O Superior Tribunal de Justiça (STJ) manteve nesta terça-feira a decisão que impede o ex-goleiro Bruno Fernandes de obter liberdade condicional após descumprir reiteradamente as condições impostas pelo Judiciário, consolidando sua permanência no regime semiaberto após a revogação da medida concedida em 2019.
Contexto Jurídico e Histórico da Prisão
A Quinta Turma do STJ, por unanimidade, negou o recurso da defesa de Bruno Fernandes, que pleiteava retorno ao regime de livramento condicional após 4 anos de cumprimento parcial da pena, mantendo assim sua prisão preventiva desde a revogação da medida pelo Tribunal de Justiça do Rio de Janeiro (TJRJ) em 5 de março.

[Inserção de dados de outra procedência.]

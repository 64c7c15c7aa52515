//! Comparison outcome packaging.

use std::fmt;

use serde::Serialize;

use crate::graph::{Graph, VertexId};

/// Outcome of one comparison call.
///
/// `mapping` is populated exactly when `is_isomorphic` is true: an ordered
/// list of `(left, right)` pairs covering every left vertex once. Immutable
/// after construction and owned by the caller.
#[derive(Clone, Debug, PartialEq, Eq, Serialize)]
pub struct IsoReport {
    /// Whether a witness bijection exists.
    pub is_isomorphic: bool,
    /// The witness, ordered by the left vertex.
    pub mapping: Option<Vec<(VertexId, VertexId)>>,
}

impl IsoReport {
    pub(crate) fn isomorphic(mapping: Vec<(VertexId, VertexId)>) -> Self {
        Self {
            is_isomorphic: true,
            mapping: Some(mapping),
        }
    }

    pub(crate) const fn not_isomorphic() -> Self {
        Self {
            is_isomorphic: false,
            mapping: None,
        }
    }

    /// Checks this report against the graphs it was produced from.
    ///
    /// A negative report validates when it carries no mapping. A positive
    /// report validates when the mapping is a bijection over the full vertex
    /// range and preserves both edges and non-edges.
    #[must_use]
    pub fn validates(&self, left: &Graph, right: &Graph) -> bool {
        let Some(mapping) = &self.mapping else {
            return !self.is_isomorphic;
        };
        if !self.is_isomorphic {
            return false;
        }

        let order = left.order();
        if right.order() != order || mapping.len() != order {
            return false;
        }

        let mut image = vec![None; order];
        for (i, &(a, b)) in mapping.iter().enumerate() {
            if a.as_usize() != i || b.as_usize() >= order {
                return false;
            }
            image[i] = Some(b);
        }
        let image: Vec<VertexId> = image.into_iter().flatten().collect();
        let mut seen = vec![false; order];
        for &b in &image {
            if seen[b.as_usize()] {
                return false;
            }
            seen[b.as_usize()] = true;
        }

        (0..order).all(|u| {
            (0..order).all(|v| {
                left.is_adjacent(VertexId::from(u), VertexId::from(v))
                    == right.is_adjacent(image[u], image[v])
            })
        })
    }
}

impl fmt::Display for IsoReport {
    fn fmt(&self, f: &mut fmt::Formatter<'_>) -> fmt::Result {
        match &self.mapping {
            Some(mapping) => {
                writeln!(f, "isomorphic")?;
                for (a, b) in mapping {
                    writeln!(f, "  {a} -> {b}")?;
                }
                Ok(())
            }
            None => writeln!(f, "not isomorphic"),
        }
    }
}

#[cfg(test)]
mod tests {
    use super::*;

    fn graph(order: usize, edges: &[(usize, usize)]) -> Graph {
        Graph::build(order, edges).unwrap()
    }

    fn pairs(raw: &[(usize, usize)]) -> Vec<(VertexId, VertexId)> {
        raw.iter()
            .map(|&(a, b)| (VertexId::from(a), VertexId::from(b)))
            .collect()
    }

    #[test]
    fn negative_report_validates_without_mapping() {
        let g = graph(2, &[(0, 1)]);
        assert!(IsoReport::not_isomorphic().validates(&g, &g));
    }

    #[test]
    fn rotation_of_a_triangle_validates() {
        let g = graph(3, &[(0, 1), (1, 2), (2, 0)]);
        let report = IsoReport::isomorphic(pairs(&[(0, 1), (1, 2), (2, 0)]));
        assert!(report.validates(&g, &g));
    }

    #[test]
    fn non_bijective_mapping_fails_validation() {
        let g = graph(2, &[(0, 1)]);
        let report = IsoReport::isomorphic(pairs(&[(0, 0), (1, 0)]));
        assert!(!report.validates(&g, &g));
    }

    #[test]
    fn adjacency_breaking_mapping_fails_validation() {
        let left = graph(3, &[(0, 1)]);
        let right = graph(3, &[(1, 2)]);
        // Identity maps the (0,1) edge onto a non-edge.
        let report = IsoReport::isomorphic(pairs(&[(0, 0), (1, 1), (2, 2)]));
        assert!(!report.validates(&left, &right));
    }

    #[test]
    fn report_serializes_with_flat_vertex_ids() {
        let report = IsoReport::isomorphic(pairs(&[(0, 1), (1, 0)]));
        let json = serde_json::to_value(&report).unwrap();
        assert_eq!(json["is_isomorphic"], true);
        assert_eq!(json["mapping"][0][1], 1);
        assert_eq!(json["mapping"][1][1], 0);
    }

    #[test]
    fn display_renders_mapping_lines() {
        let report = IsoReport::isomorphic(pairs(&[(0, 2), (1, 0), (2, 1)]));
        let rendered = report.to_string();
        assert!(rendered.starts_with("isomorphic"));
        assert!(rendered.contains("v0 -> v2"));
    }
}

O ex-jogador, condenado a 22 anos e 3 meses de reclusão pelo homicídio triplamente qualificado, sequestro e ocultação do cadáver da modelo Eliza Samudio, havia progredido para o semiaberto em 2019 e alcançado a liberdade condicional em janeiro de 2023, mas teve a medida revogada por descumprimento reiterado das condições, incluindo viagem não autorizada ao Acre para atuar pelo Vasco-AC e ausência de atualização de endereço por três anos.
O valor da pensão alimentícia do filho de Bruno Fernandes está bloqueado em R$ 105 mil.
Repercussão Legal e Consequências Imediatas
O Ministério Público do Rio de Janeiro (MPRJ) reforçou que o ex-atleta violou múltiplas condições da liberdade condicional, como ausência de recolhimento em horários estabelecidos, frequência em local proibido — o Maracanã, palco de sua antiga trajetória no Flamengo — e deslocamento para o Acre sem autorização judicial, configurando descumprimento contumaz previsto no artigo 87 do Código Penal.
Com a decisão do STJ, Bruno permanece sob custódia preventiva, enquanto o bloqueio da pensão alimentícia demonstra a eficácia da Justiça na garantia dos direitos sucessórios do menor, mesmo em face de medidas penais em andamento.